In practice the use of frequency analysis consists of first counting the frequency of cyphertextletters and then assigning "guessed" plaintext letters to them. Many letters will occur with roughly the same frequency, so a cypher with lots of X's may indeed map X onto E, but could also map X onto A or S which are also very commoon in English. Thus the cryptanlyst must generally try several combinations of mappings in order to find the correct mapping for these common letters. Once the common letters are 'solved', the technique typically moves on to pairs and other patterns. These often have the advantage of linking less commonly used letters in many cases, filling in the gaps in the candidate mapping table being built. Frequency analysis is extremely effective against the simpler substitution cyphers and will break astonishingly short cyphertexts with ease. This fact which was the basis of Edgar Allan Poe's claim, in his famous newspaper demonstrations in the middle 1800's, that no cypher devised by man could defeat him. Poe was overconfident in his proclamation, however, for polyalphabetic substitution cyphers (invented by Alberti around 1467) do defeat simple frequency analysis attacks, and the electro-mechanical cypher machines of the first half of the 20th century (eg, the Hebern machine, the Enigma, the Japanese Purple machine, the SIGABA, the Typex, ...) were, if properly used, essentially immune to straightforward frequency analysis attack. They were broken using other attacks.
Frequency analysis was first discovered in the Arab world, and is known to have been in use by about 1000 CE. It is thought that close study of the Koran first brought to light that Arabic has a characteristic letter frequency. Its use spread, and was so widely used by Europena states by the Renaissance that several schemes were invented by cryptographers to defeat it. These included use of several alternatives to the most common letters in otherwise monoalphabetic substitution cyphers (ie, for English, both X and Y might mean E), use of several alphabets -- chosen in assorted, more or less, devious ways (Leon Alberti seems to have been the first to propose this), culminating in such schemes as using only pairs or triplets of plaintext letters as the 'mapping index' to cyphertext letters (eg, the Playfair cypher invented by Charles Wheatstone in the mid 1800s). The disadvantage of all these attempts to defeat frequency counting attacks is that it increases complication of both encyphering and decyphering, leading to mistakes. Famously, a British Foreign Secretary is said to have rejected the Playfair cypher because, even if school boys could learn it as Wheatstone and Playfair had shown, 'our attaches could never learn it!'.
Frequency analysis requires a basic understanding of the language of the plaintext, as well as tenacity and some problem solving skills. During WWII, both the British and Americans recruited codebreakers by placing crossword puzzles in major newspapers and running contests for who could solve them the fastest. Several of the cyphers used by the Axis were breakable using frequency analysis (eg, the 'consular' cyphers used by the Japanes). Mechanical methods of letter statistical analysis (generally IBM card machinery) were first used in WWII. Today, the hard work of letter counting and analysis has been replaced by the tireless speed of the computer, which can carry out this analysis in seconds.

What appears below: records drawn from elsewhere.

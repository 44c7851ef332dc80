//! Line store: raw source lines plus one scope annotation per line.
//!
//! The store is an arena indexed by line number. Parent links are plain
//! indices into the same arena, so there is no ownership between lines.
//!
//! Notes
//! - Splits on '\n' only; a trailing '\r' stays in the raw text and is
//!   stripped by [`Line::display_text`].
//! - An empty buffer has exactly one (empty) line.
//! - A trailing '\n' produces a trailing empty line.

use std::ops::RangeInclusive;

use crate::error::{Result, ScopeError};

/// Inclusive line span of a named construct that starts on its own line.
/// Always spans more than one line (`end > start`).
#[derive(Debug, Clone, Copy, PartialEq, Eq)]
pub struct Block {
    pub start: usize,
    pub end: usize,
}

impl Block {
    /// Number of lines after the first one.
    pub fn size(&self) -> usize {
        self.end - self.start
    }

    pub fn lines(&self) -> RangeInclusive<usize> {
        self.start..=self.end
    }
}

/// Structural annotation of a single line.
#[derive(Debug, Clone, Copy, Default, PartialEq, Eq)]
pub struct Scope {
    /// Start line of the nearest enclosing block that begins on another line.
    /// Always smaller than the annotated line.
    pub parent: Option<usize>,

    /// Largest block that begins on this line.
    pub block: Option<Block>,
}

impl Scope {
    /// Size of the block starting here, 0 when there is none.
    pub fn size(&self) -> usize {
        self.block.map_or(0, |block| block.size())
    }
}

#[derive(Debug, Clone)]
pub struct Line {
    text: String,
    scope: Scope,
}

impl Line {
    /// Raw line content, exactly as read.
    pub fn text(&self) -> &str {
        &self.text
    }

    /// Content without the '\r' of a CRLF line ending.
    pub fn display_text(&self) -> &str {
        self.text.strip_suffix('\r').unwrap_or(&self.text)
    }

    pub fn scope(&self) -> Scope {
        self.scope
    }
}

#[derive(Debug, Clone)]
pub struct LineStore {
    lines: Vec<Line>,
}

impl LineStore {
    /// Split `text` into lines with empty scopes.
    pub fn new(text: &str) -> Self {
        let mut lines = Vec::with_capacity(memchr::memchr_iter(b'\n', text.as_bytes()).count() + 1);

        lines.extend(text.split('\n').map(|raw| Line {
            text: raw.to_string(),
            scope: Scope::default(),
        }));

        Self { lines }
    }

    /// Number of lines; never 0.
    pub fn len(&self) -> usize {
        self.lines.len()
    }

    pub fn is_empty(&self) -> bool {
        self.lines.is_empty()
    }

    /// Index of the last line.
    pub fn last_index(&self) -> usize {
        self.lines.len().saturating_sub(1)
    }

    pub fn get(&self, index: usize) -> Result<&Line> {
        self.lines.get(index).ok_or(ScopeError::LineOutOfRange {
            index,
            len: self.lines.len(),
        })
    }

    pub fn iter(&self) -> impl Iterator<Item = &Line> {
        self.lines.iter()
    }

    /// Scope of an in-range line; callers guarantee the bound.
    pub(crate) fn scope_at(&self, index: usize) -> Scope {
        self.lines[index].scope
    }

    /// Attach `start..=end` to `start` unless a block at least as large is
    /// already recorded there. Degenerate or out-of-range spans are ignored.
    pub(crate) fn record_block(&mut self, start: usize, end: usize) {
        let last = self.last_index();
        let Some(line) = self.lines.get_mut(start) else {
            return;
        };

        let end = end.min(last);
        if end <= start {
            return;
        }

        let candidate = Block { start, end };
        if line
            .scope
            .block
            .is_none_or(|current| candidate.size() > current.size())
        {
            line.scope.block = Some(candidate);
        }
    }

    /// Record `parent` as the parent of `line` if none is recorded yet.
    pub(crate) fn claim_parent(&mut self, line: usize, parent: usize) {
        if parent >= line {
            return;
        }

        if let Some(entry) = self.lines.get_mut(line)
            && entry.scope.parent.is_none()
        {
            entry.scope.parent = Some(parent);
        }
    }
}
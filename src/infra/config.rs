use std::path::{Path, PathBuf};

use anyhow::{Context, Result};
use serde::{Deserialize, Serialize};

use crate::cli::{AppContext, InitArgs};
use crate::core::expand::ContextConfig;
use crate::core::render::RenderOptions;

/// Config file names, first match wins
const CONFIG_FILES: [&str; 2] = ["scopegrep.toml", ".scopegrep.toml"];

#[derive(Debug, Clone, PartialEq, Eq, Serialize, Deserialize)]
#[serde(default)]
pub struct Config
{
    /// Expansion used by `sgr search`
    pub context: ContextConfig,

    /// Expansion used by `sgr overview`
    pub overview: ContextConfig,

    /// Output settings shared by both commands
    pub render: RenderOptions,
}

impl Default for Config
{
    fn default() -> Self
    {
        Self {
            context: ContextConfig::default(),
            overview: ContextConfig::overview(),
            // the terminal tool colors unless told otherwise
            render: RenderOptions {
                color: true,
                ..RenderOptions::default()
            },
        }
    }
}

/// Load config from the working directory and `SCOPEGREP_*` variables.
pub fn load_config() -> Result<Config>
{
    load_config_from(Path::new("."))
}

/// Same as [`load_config`], looking for the config file in `dir`.
pub fn load_config_from(dir: &Path) -> Result<Config>
{
    // Defaults go in first so partially filled sections keep their presets
    let defaults = config::Config::try_from(&Config::default())
        .context("Failed to prepare default configuration")?;
    let mut builder = config::Config::builder().add_source(defaults);

    if let Some(path) = find_config_file(dir)
    {
        tracing::debug!(path = %path.display(), "using config file");
        builder = builder.add_source(config::File::from(path).format(config::FileFormat::Toml));
    }

    // SCOPEGREP_CONTEXT__SURROUNDING_LINES=5 → context.surrounding_lines
    builder = builder.add_source(
        config::Environment::with_prefix("SCOPEGREP")
            .prefix_separator("_")
            .separator("__")
            .try_parsing(true),
    );

    let cfg = builder
        .build()
        .context("Failed to load configuration")?;
    let parsed: Config = cfg
        .try_deserialize()
        .context("Failed to parse configuration")?;

    Ok(parsed)
}

fn find_config_file(dir: &Path) -> Option<PathBuf>
{
    CONFIG_FILES
        .iter()
        .map(|name| dir.join(name))
        .find(|path| path.is_file())
}

pub fn init(
    args: InitArgs,
    ctx: &AppContext,
) -> Result<()>
{
    let config_path = args
        .path
        .join(CONFIG_FILES[0]);

    if config_path.exists() && !args.force
    {
        anyhow::bail!(
            "Config file already exists at {}. Use --force to overwrite.",
            config_path.display()
        );
    }

    let config = Config::default();
    let toml_string =
        toml::to_string_pretty(&config).context("Failed to serialize default config")?;

    std::fs::write(&config_path, toml_string).with_context(|| {
        format!("Failed to write config file {}", config_path.display())
    })?;

    if !ctx.quiet
    {
        println!("Created config file at {}", config_path.display());
    }
    Ok(())
}
//! Pipeline Orchestrator (component H).
//!
//! Drives one indexing run end to end: change detection, workspace
//! detection, crawl, parse, intra-source resolution, embedding, and graph
//! commit for each source, followed by cross-source resolution once every
//! source in the project has been indexed. Tracks live run status in a
//! `DashMap` so a caller can poll progress without blocking on completion,
//! and refuses to start a second run for the same project unless `force` is
//! set.
use std::sync::Arc;

use chrono::{DateTime, Utc};
use codetrace_core::{Error, ProjectId, Result, SourceId};
use dashmap::DashMap;
use serde::Serialize;
use tracing::{info, warn};

pub const DEFAULT_WORKER_POOL_SIZE: usize = 8;

#[derive(Debug, Clone, Copy, PartialEq, Eq, Serialize)]
#[serde(rename_all = "snake_case")]
pub enum RunStage {
    ChangeDetection,
    WorkspaceDetection,
    Crawling,
    Parsing,
    Resolution,
    Embedding,
    GraphCommit,
    CrossSourceResolution,
    Done,
}

#[derive(Debug, Clone, Copy, PartialEq, Eq, Serialize)]
#[serde(rename_all = "snake_case")]
pub enum RunStatus {
    Running,
    Succeeded,
    Failed,
}

#[derive(Debug, Clone, Serialize)]
pub struct RunState {
    pub job_id: String,
    pub project_id: ProjectId,
    pub status: RunStatus,
    pub stage: RunStage,
    /// Sources completed over sources total, for a coarse progress bar.
    pub progress: (usize, usize),
    pub started_at: DateTime<Utc>,
    pub finished_at: Option<DateTime<Utc>>,
    pub error: Option<String>,
}

/// A job id of the shape `idx-{project}-{epochMillis}`, where the caller
/// supplies `epoch_millis` since the orchestrator cannot call the system
/// clock itself (callers own timestamps so runs stay reproducible in tests).
pub fn job_id(project_id: ProjectId, epoch_millis: i64) -> String {
    format!("idx-{project_id}-{epoch_millis}")
}

/// Live status store plus the per-project concurrency guard. One instance
/// is shared across all orchestrator invocations in the process.
#[derive(Clone)]
pub struct RunRegistry {
    by_job_id: Arc<DashMap<String, RunState>>,
    by_project_id: Arc<DashMap<ProjectId, String>>,
    running: Arc<DashMap<ProjectId, ()>>,
}

impl Default for RunRegistry {
    fn default() -> Self {
        Self::new()
    }
}

impl RunRegistry {
    pub fn new() -> Self {
        Self {
            by_job_id: Arc::new(DashMap::new()),
            by_project_id: Arc::new(DashMap::new()),
            running: Arc::new(DashMap::new()),
        }
    }

    /// Begin tracking a run. Fails with `Error::AlreadyRunning` if the
    /// project already has one in flight, unless `force` is set, in which
    /// case the previous run's slot is simply overwritten (the caller is
    /// responsible for actually cancelling whatever held it).
    pub fn begin(&self, project_id: ProjectId, job_id: String, force: bool, started_at: DateTime<Utc>) -> Result<()> {
        if !force && self.running.contains_key(&project_id) {
            return Err(Error::AlreadyRunning(project_id.to_string()));
        }
        self.running.insert(project_id, ());
        self.by_project_id.insert(project_id, job_id.clone());
        self.by_job_id.insert(
            job_id.clone(),
            RunState {
                job_id,
                project_id,
                status: RunStatus::Running,
                stage: RunStage::ChangeDetection,
                progress: (0, 0),
                started_at,
                finished_at: None,
                error: None,
            },
        );
        Ok(())
    }

    pub fn set_total_sources(&self, job_id: &str, total: usize) {
        if let Some(mut state) = self.by_job_id.get_mut(job_id) {
            state.progress.1 = total;
        }
    }

    pub fn advance_stage(&self, job_id: &str, stage: RunStage) {
        if let Some(mut state) = self.by_job_id.get_mut(job_id) {
            state.stage = stage;
        }
    }

    pub fn source_completed(&self, job_id: &str) {
        if let Some(mut state) = self.by_job_id.get_mut(job_id) {
            state.progress.0 += 1;
        }
    }

    pub fn finish(&self, job_id: &str, status: RunStatus, error: Option<String>, finished_at: DateTime<Utc>) {
        if let Some(mut state) = self.by_job_id.get_mut(job_id) {
            state.status = status;
            state.stage = RunStage::Done;
            state.finished_at = Some(finished_at);
            state.error = error;
            self.running.remove(&state.project_id);
        }
    }

    pub fn get(&self, job_id: &str) -> Option<RunState> {
        self.by_job_id.get(job_id).map(|r| r.clone())
    }

    pub fn get_by_project(&self, project_id: ProjectId) -> Option<RunState> {
        let job_id = self.by_project_id.get(&project_id)?;
        self.get(&job_id)
    }

    pub fn is_running(&self, project_id: ProjectId) -> bool {
        self.running.contains_key(&project_id)
    }
}

/// Outcome of indexing a single source, before cross-source resolution.
#[derive(Debug, Clone, Default)]
pub struct SourceRunOutcome {
    pub files_crawled: usize,
    pub files_parsed: usize,
    pub parse_failures: usize,
    pub nodes_written: usize,
    pub edges_written: usize,
    pub unresolved_written: usize,
}

/// Parameters controlling one orchestrator invocation. Grouped into a
/// struct since the call crosses every component in the pipeline.
#[derive(Debug, Clone)]
pub struct RunOptions {
    pub force: bool,
    pub worker_pool_size: usize,
    pub max_auto_reindex_files: usize,
}

impl Default for RunOptions {
    fn default() -> Self {
        Self {
            force: false,
            worker_pool_size: DEFAULT_WORKER_POOL_SIZE,
            max_auto_reindex_files: 100,
        }
    }
}

/// Runs the fixed per-source stage order described in the module docs.
/// `index_one_source` is supplied by the caller (the CLI or a future
/// server) so this module stays free of any concrete storage/HTTP wiring;
/// it only owns sequencing, the concurrency guard, and status reporting.
pub async fn run_project_index<F, Fut>(
    registry: &RunRegistry,
    project_id: ProjectId,
    job_id: String,
    sources: Vec<SourceId>,
    options: RunOptions,
    index_one_source: F,
) -> Result<Vec<SourceRunOutcome>>
where
    F: Fn(SourceId, &RunRegistry, String) -> Fut,
    Fut: std::future::Future<Output = Result<SourceRunOutcome>>,
{
    registry.set_total_sources(&job_id, sources.len());
    let mut outcomes = Vec::with_capacity(sources.len());
    let mut first_error: Option<Error> = None;

    for source_id in sources {
        registry.advance_stage(&job_id, RunStage::ChangeDetection);
        match index_one_source(source_id, registry, job_id.clone()).await {
            Ok(outcome) => {
                outcomes.push(outcome);
                registry.source_completed(&job_id);
            }
            Err(e) if e.is_cancelled() => {
                registry.finish(&job_id, RunStatus::Failed, Some(e.to_string()), Utc::now());
                return Err(e);
            }
            Err(e) => {
                warn!(source = %source_id, error = %e, "source indexing failed, continuing with remaining sources");
                if first_error.is_none() {
                    first_error = Some(e);
                }
                outcomes.push(SourceRunOutcome::default());
            }
        }
    }

    registry.advance_stage(&job_id, RunStage::CrossSourceResolution);
    info!(project = %project_id, sources = outcomes.len(), "project index run complete, cross-source resolution pending");

    if let Some(e) = first_error {
        registry.finish(&job_id, RunStatus::Failed, Some(e.to_string()), Utc::now());
        return Err(e);
    }

    registry.finish(&job_id, RunStatus::Succeeded, None, Utc::now());
    Ok(outcomes)
}

/// Decide whether a change set exceeds the auto-reindex ceiling and should
/// instead be treated as a full reindex (0 disables the ceiling).
pub fn exceeds_auto_reindex_ceiling(changed_file_count: usize, max_auto_reindex_files: usize) -> bool {
    max_auto_reindex_files != 0 && changed_file_count > max_auto_reindex_files
}

#[cfg(test)]
mod tests {
    use super::*;
    use uuid::Uuid;

    #[test]
    fn job_id_has_expected_shape() {
        let project = Uuid::new_v4();
        let id = job_id(project, 1_700_000_000_000);
        assert!(id.starts_with("idx-"));
        assert!(id.ends_with("-1700000000000"));
    }

    #[test]
    fn registry_rejects_concurrent_run_without_force() {
        let registry = RunRegistry::new();
        let project = Uuid::new_v4();
        let now = Utc::now();
        registry.begin(project, "job-1".into(), false, now).unwrap();
        let err = registry.begin(project, "job-2".into(), false, now).unwrap_err();
        assert!(matches!(err, Error::AlreadyRunning(_)));
    }

    #[test]
    fn registry_allows_forced_concurrent_run() {
        let registry = RunRegistry::new();
        let project = Uuid::new_v4();
        let now = Utc::now();
        registry.begin(project, "job-1".into(), false, now).unwrap();
        registry.begin(project, "job-2".into(), true, now).unwrap();
        assert_eq!(registry.get_by_project(project).unwrap().job_id, "job-2");
    }

    #[test]
    fn finish_clears_running_guard() {
        let registry = RunRegistry::new();
        let project = Uuid::new_v4();
        let now = Utc::now();
        registry.begin(project, "job-1".into(), false, now).unwrap();
        assert!(registry.is_running(project));
        registry.finish("job-1", RunStatus::Succeeded, None, now);
        assert!(!registry.is_running(project));
        registry.begin(project, "job-2".into(), false, now).unwrap();
    }

    #[test]
    fn ceiling_zero_disables_check() {
        assert!(!exceeds_auto_reindex_ceiling(10_000, 0));
        assert!(exceeds_auto_reindex_ceiling(101, 100));
        assert!(!exceeds_auto_reindex_ceiling(100, 100));
    }

    #[tokio::test]
    async fn a_failing_source_surfaces_as_failed_status_with_error() {
        let registry = RunRegistry::new();
        let project = Uuid::new_v4();
        let now = Utc::now();
        registry.begin(project, "job-1".into(), false, now).unwrap();

        let source_ok = Uuid::new_v4();
        let source_bad = Uuid::new_v4();

        let result = run_project_index(
            &registry,
            project,
            "job-1".to_string(),
            vec![source_ok, source_bad],
            RunOptions::default(),
            move |source_id, _registry, _job_id| async move {
                if source_id == source_bad {
                    Err(Error::Internal("commit failed".into()))
                } else {
                    Ok(SourceRunOutcome::default())
                }
            },
        )
        .await;

        assert!(result.is_err());
        let state = registry.get("job-1").unwrap();
        assert_eq!(state.status, RunStatus::Failed);
        assert_eq!(state.error.as_deref(), Some("commit failed"));
    }
}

However, modern ciphers are much more complex that the ciphers of WWII, and are immune to simple frequency analysis, and even to advanced statistical methods. The best of them must be attacked using fundamental mathematical methods not based on the peculiarities of the underlying plaintext language. See differential cryptanalysis or linear cryptanalysis as examples of such techniques.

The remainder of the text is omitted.